Non si trattava dell’unico distaccamento partigiano internazionalista in provincia di Savona

Pietra Ligure (SV): uno scorcio dell’Ospedale Santa Corona

Ai primi di settembre del 1944 sembrò per qualche tempo che la liberazione potesse essere vicina. Gli Alleati erano sbarcati in Provenza il 15 agosto, provocando un rapido crollo delle posizioni tedesche in tutta la Francia meridionale. Sembrava ora ragionevole attendersi un’offensiva generale degli americani attraverso i passi alpini, approfittando della stagione ancora clemente e dell’appoggio delle forti formazioni partigiane piemontesi e liguri, che certo non sarebbe mancato.

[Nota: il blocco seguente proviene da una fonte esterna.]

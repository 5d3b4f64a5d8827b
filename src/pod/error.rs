#![forbid(unsafe_code)]

use std::path::PathBuf;

use thiserror::Error;

#[derive(Debug, Error)]
pub enum PodError {
    #[error("io: {0}")]
    Io(#[from] std::io::Error),

    #[error("invalid input: {0}")]
    Invalid(String),

    #[error("read of {len} bytes at offset {offset} exceeds buffer of {buf_len} bytes")]
    OutOfBounds {
        offset: usize,
        len: usize,
        buf_len: usize,
    },

    #[error("truncated header: archive is {len} bytes, header needs {needed}")]
    TruncatedHeader { len: usize, needed: usize },

    #[error("unrecognized format: ident {ident:?} is not POD3")]
    UnrecognizedFormat { ident: [u8; 4] },

    #[error(
        "truncated entry table: {count} entries at offset {offset} do not fit in {len} bytes"
    )]
    TruncatedEntryTable { offset: u32, count: u32, len: usize },

    #[error("entry {index}: name offset {start} is outside archive of {len} bytes")]
    InvalidNameOffset { index: usize, start: u64, len: usize },

    #[error("entry {index}: content range {offset}+{size} exceeds archive of {len} bytes")]
    InvalidContentRange {
        index: usize,
        offset: u32,
        size: u32,
        len: usize,
    },

    #[error("unsafe entry path: {name:?}")]
    UnsafePath { name: String },

    #[error("entry {index}: {} was already written by entry {first}", path.display())]
    DuplicatePath {
        index: usize,
        path: PathBuf,
        first: usize,
    },

    #[error("output {} overlaps the output of {}", path.display(), other.display())]
    OutputCollision { path: PathBuf, other: PathBuf },

    #[error("write {}: {source}", path.display())]
    OutputWrite {
        path: PathBuf,
        #[source]
        source: std::io::Error,
    },
}

impl PodError {
    /// True when a write failed in a way that makes further writes to the
    /// same filesystem pointless.
    pub fn is_filesystem_unusable(&self) -> bool {
        match self {
            PodError::OutputWrite { source, .. } => matches!(
                source.kind(),
                std::io::ErrorKind::StorageFull | std::io::ErrorKind::ReadOnlyFilesystem
            ),
            _ => false,
        }
    }
}

pub type PodResult<T> = Result<T, PodError>;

Ma gli strateghi angloamericani avevano altri progetti: ritenendo prioritario l’attacco allo schieramento nemico tra i Vosgi e i Paesi Bassi, fermarono le loro truppe su una linea che lasciava il confine franco – italiano e l’intera valle del Roia saldamente in mani tedesche. Siffatta scelta, forse opportuna dal punto di vista militare, condannò tutto il Nord Italia ad un nuovo inverno di occupazione, ma, probabilmente, gli evitò le immani distruzioni causate dai combattimenti nel resto del Paese. Nel clima di fibrillazione di quei giorni, alimentato ad arte dalla trionfalistica propaganda di Radio Londra, i partigiani imperiesi della Prima Zona ligure, credendo fosse giunta l’”ora x”, abbozzarono una calata insurrezionale sui centri della costa che venne stroncata sul nascere da un vasto rastrellamento tedesco talmente tempista da risultare sospetto <1.

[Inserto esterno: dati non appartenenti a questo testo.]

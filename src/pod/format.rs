#![forbid(unsafe_code)]

use std::ops::Range;

/// POD3 header ident.
pub const MAGIC: [u8; 4] = *b"POD3";

/// Size of the fixed header at offset 0.
pub const HEADER_SIZE: usize = 288;

/// Size of one entry table record.
pub const ENTRY_SIZE: usize = 20;

/// Length of the comment, author and copyright text fields.
pub const TEXT_FIELD_LEN: usize = 80;

/// Upper bound when scanning an entry name for its NUL terminator.
pub const NAME_SCAN_LIMIT: usize = 256;

/// Conventional archive file extension (matched case-insensitively).
pub const ARCHIVE_EXT: &str = "pod";

/// Header field offsets.
pub(crate) mod offsets {
    pub const IDENT: usize = 0x000;
    pub const CHECKSUM: usize = 0x004;
    pub const COMMENT: usize = 0x008;
    pub const ENTRY_COUNT: usize = 0x058;
    pub const AUDIT_COUNT: usize = 0x05C;
    pub const REVISION: usize = 0x060;
    pub const PRIORITY: usize = 0x064;
    pub const AUTHOR: usize = 0x068;
    pub const COPYRIGHT: usize = 0x0B8;
    pub const ENTRY_OFFSET: usize = 0x108;
    pub const ENTRY_CRC: usize = 0x10C;
    pub const NAMES_SIZE: usize = 0x110;
    pub const DEPENDS_COUNT: usize = 0x114;
    pub const DEPENDS_CRC: usize = 0x118;
    pub const AUDITS_CRC: usize = 0x11C;
}

/// Decoded POD3 header. CRC fields and the audit/depends counts are carried
/// as read and never validated.
#[derive(Debug, Clone, PartialEq, Eq)]
pub struct Header {
    pub ident: [u8; 4],
    pub checksum: u32,
    pub comment: String,
    pub entry_count: u32,
    pub audit_count: u32,
    pub revision: u32,
    pub priority: u32,
    pub author: String,
    pub copyright: String,
    pub entry_offset: u32,
    pub entry_crc: u32,
    pub names_size: u32,
    pub depends_count: u32,
    pub depends_crc: u32,
    pub audits_crc: u32,
}

impl Header {
    /// Byte length of the entry table.
    pub fn entry_table_len(&self) -> u64 {
        self.entry_count as u64 * ENTRY_SIZE as u64
    }

    /// Absolute offset where the name region begins.
    pub fn names_start(&self) -> u64 {
        self.entry_offset as u64 + self.entry_table_len()
    }

    /// Unparsed bytes between the end of the header and the entry table.
    /// Layout unknown; never interpreted.
    pub fn reserved_region(&self) -> Range<usize> {
        let end = (self.entry_offset as usize).max(HEADER_SIZE);
        HEADER_SIZE..end
    }
}

/// One entry table record.
#[derive(Debug, Clone, Copy, PartialEq, Eq)]
pub struct Entry {
    /// Relative to the end of the entry table.
    pub name_offset: u32,
    pub size: u32,
    /// Absolute offset of the content.
    pub offset: u32,
    pub timestamp: u32,
    pub checksum: u32,
}

/// Public view of an entry with its name resolved, for listings.
#[derive(Debug, Clone)]
pub struct EntryInfo {
    pub index: usize,
    /// Resolved archive path, or the resolution error.
    pub name: Result<String, String>,
    pub size: u32,
    pub offset: u32,
    pub timestamp: u32,
    pub checksum: u32,
    /// Blake3 hash (hex) of the content, when its range is valid.
    pub content_hash_hex: Option<String>,
}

I savonesi, meno numerosi ed organizzati oltre che più distanti dal fronte, continuarono la loro attività di guerriglia con il consueto vigore, ma senza esporsi in arrischiate azioni su grande scala. Dopotutto, lo stesso Comando Generale delle Brigate Garibaldi avrebbe rammentato pochi giorni dopo che “L’ora x è già suonata” <2 e che pertanto l’obiettivo principale dei partigiani non doveva consistere solo nel prepararsi ad una futura insurrezione, bensì nell’attaccare giorno per giorno il nemico senza mai concedergli tregua <3. A Savona come altrove, questa direttiva giunse a conforto di una linea d’azione ormai perseguita da mesi.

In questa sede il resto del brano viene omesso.